Struggling Philippines online gambling group Philweb has announced that it has signed an agreement with Philippine Amusement and Gaming Corp. (Pagcor) to acquire 15 online operations for a consideration of 7.5 million Philweb shares.
In a stock exchange advisory, the company noted the shares used in the transaction are part of the 354.6 million shares currently in treasury which the company bought from Philippine Long Distance Telephone Company in 2013.
“We continue to be bullish that we will be able to renew our license with PAGCOR at some time in the near future,” PhilWeb president Dennis Valdes told local business media, referring to the situation late last year when Pagcor announced that it would not be renewing its contract with PhilWeb to operate its online casinos.
Shares of PhilWeb plunged by as much as 41 percent at the time and company revenues plummeted (see previous reports). Previously, Philweb and its then chairman had come under fierce attack by Phiilippines president Rodrigo Duterte in his drive against illegal online gambling and alleged corruption and tax evasion.

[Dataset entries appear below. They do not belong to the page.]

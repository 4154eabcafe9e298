//! Artwork documents.

use serde::{Deserialize, Serialize};
use tracing::warn;

use crate::relation::IdList;
use crate::store::Collection;

use super::assignment::{Assignment, ShowStatus};
use super::{Entity, empty_string};

/// An artwork owned by one artist.
#[derive(Debug, Clone, PartialEq, Serialize, Deserialize)]
#[serde(from = "ArtworkRecord", into = "ArtworkRecord")]
pub struct Artwork {
    /// Document id.
    pub id: String,

    /// Owning artist; fixed at creation.
    pub artist_id: String,

    /// Display title.
    pub title: Option<String>,

    /// Current placement.
    pub assignment: Assignment,

    /// Shows this artwork was exhibited in, oldest first.
    pub been_in_shows: IdList,

    /// Sold flag, never touched by the engine.
    pub sold: bool,

    /// Pending-sale flag, never touched by the engine.
    pub pending_sale: bool,
}

impl Artwork {
    /// Create an unassigned artwork.
    pub fn new(id: impl Into<String>, artist_id: impl Into<String>) -> Self {
        Self {
            id: id.into(),
            artist_id: artist_id.into(),
            title: None,
            assignment: Assignment::None,
            been_in_shows: IdList::new(),
            sold: false,
            pending_sale: false,
        }
    }

    /// Set the title.
    pub fn with_title(mut self, title: impl Into<String>) -> Self {
        self.title = Some(title.into());
        self
    }

    /// Stored `showStatus`.
    pub fn show_status(&self) -> ShowStatus {
        self.assignment.status()
    }

    /// Stored `artshowId`, if any.
    pub fn artshow_id(&self) -> Option<&str> {
        self.assignment.show_id()
    }

    /// Stored `locationId`, if any.
    pub fn location_id(&self) -> Option<&str> {
        self.assignment.location_id()
    }
}

impl Entity for Artwork {
    const COLLECTION: Collection = Collection::Artworks;

    fn id(&self) -> &str {
        &self.id
    }
}

/// Input for creating an artwork.
#[derive(Debug, Clone, Default, Serialize, Deserialize)]
pub struct NewArtwork {
    /// Explicit id; generated when absent.
    #[serde(default, skip_serializing_if = "Option::is_none")]
    pub id: Option<String>,

    /// Display title.
    #[serde(default, skip_serializing_if = "Option::is_none")]
    pub title: Option<String>,
}

impl NewArtwork {
    /// New artwork with a generated id.
    pub fn new() -> Self {
        Self::default()
    }

    /// Use an explicit id.
    pub fn with_id(mut self, id: impl Into<String>) -> Self {
        self.id = Some(id.into());
        self
    }

    /// Set the title.
    pub fn with_title(mut self, title: impl Into<String>) -> Self {
        self.title = Some(title.into());
        self
    }
}

/// Flat stored shape of an artwork.
#[derive(Debug, Clone, Serialize, Deserialize)]
#[serde(rename_all = "camelCase")]
struct ArtworkRecord {
    id: String,
    #[serde(default)]
    artist_id: String,
    #[serde(default, skip_serializing_if = "Option::is_none")]
    title: Option<String>,
    #[serde(default)]
    show_status: Option<String>,
    #[serde(default, with = "empty_string")]
    artshow_id: Option<String>,
    #[serde(default, with = "empty_string")]
    location_id: Option<String>,
    #[serde(default)]
    been_in_shows: IdList,
    #[serde(default)]
    sold: bool,
    #[serde(default)]
    pending_sale: bool,
}

impl From<ArtworkRecord> for Artwork {
    fn from(record: ArtworkRecord) -> Self {
        let raw_status = record.show_status.as_deref().unwrap_or("");
        let status = ShowStatus::parse(raw_status).unwrap_or_else(|| {
            warn!(artwork = %record.id, status = raw_status, "unknown showStatus, reading as none");
            ShowStatus::None
        });

        let (assignment, coerced) = Assignment::from_stored(
            status,
            record.artshow_id,
            record.location_id,
            record.been_in_shows.last(),
        );
        if coerced {
            warn!(
                artwork = %record.id,
                status = status.as_str(),
                "stored placement fields are inconsistent; read as {}",
                assignment.status().as_str()
            );
        }

        Artwork {
            id: record.id,
            artist_id: record.artist_id,
            title: record.title,
            assignment,
            been_in_shows: record.been_in_shows,
            sold: record.sold,
            pending_sale: record.pending_sale,
        }
    }
}

impl From<Artwork> for ArtworkRecord {
    fn from(artwork: Artwork) -> Self {
        let show_status = artwork.assignment.status().as_str().to_string();
        let artshow_id = artwork.assignment.show_id().map(str::to_string);
        let location_id = artwork.assignment.location_id().map(str::to_string);

        ArtworkRecord {
            id: artwork.id,
            artist_id: artwork.artist_id,
            title: artwork.title,
            show_status: Some(show_status),
            artshow_id,
            location_id,
            been_in_shows: artwork.been_in_shows,
            sold: artwork.sold,
            pending_sale: artwork.pending_sale,
        }
    }
}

“We also wish to support those operators that we have worked with over the past 14 years. Some currently wish to exit the business so we are offering them an ability to exit by selling us their businesses in exchange for WEB shares,” Valdes added.
Earlier this year Philweb said that it was applying for a new Pagcor licence via a public tender, for which it raised P140 million (US$3 million) by selling off its German-based Acentic GmbH asset (see previous report).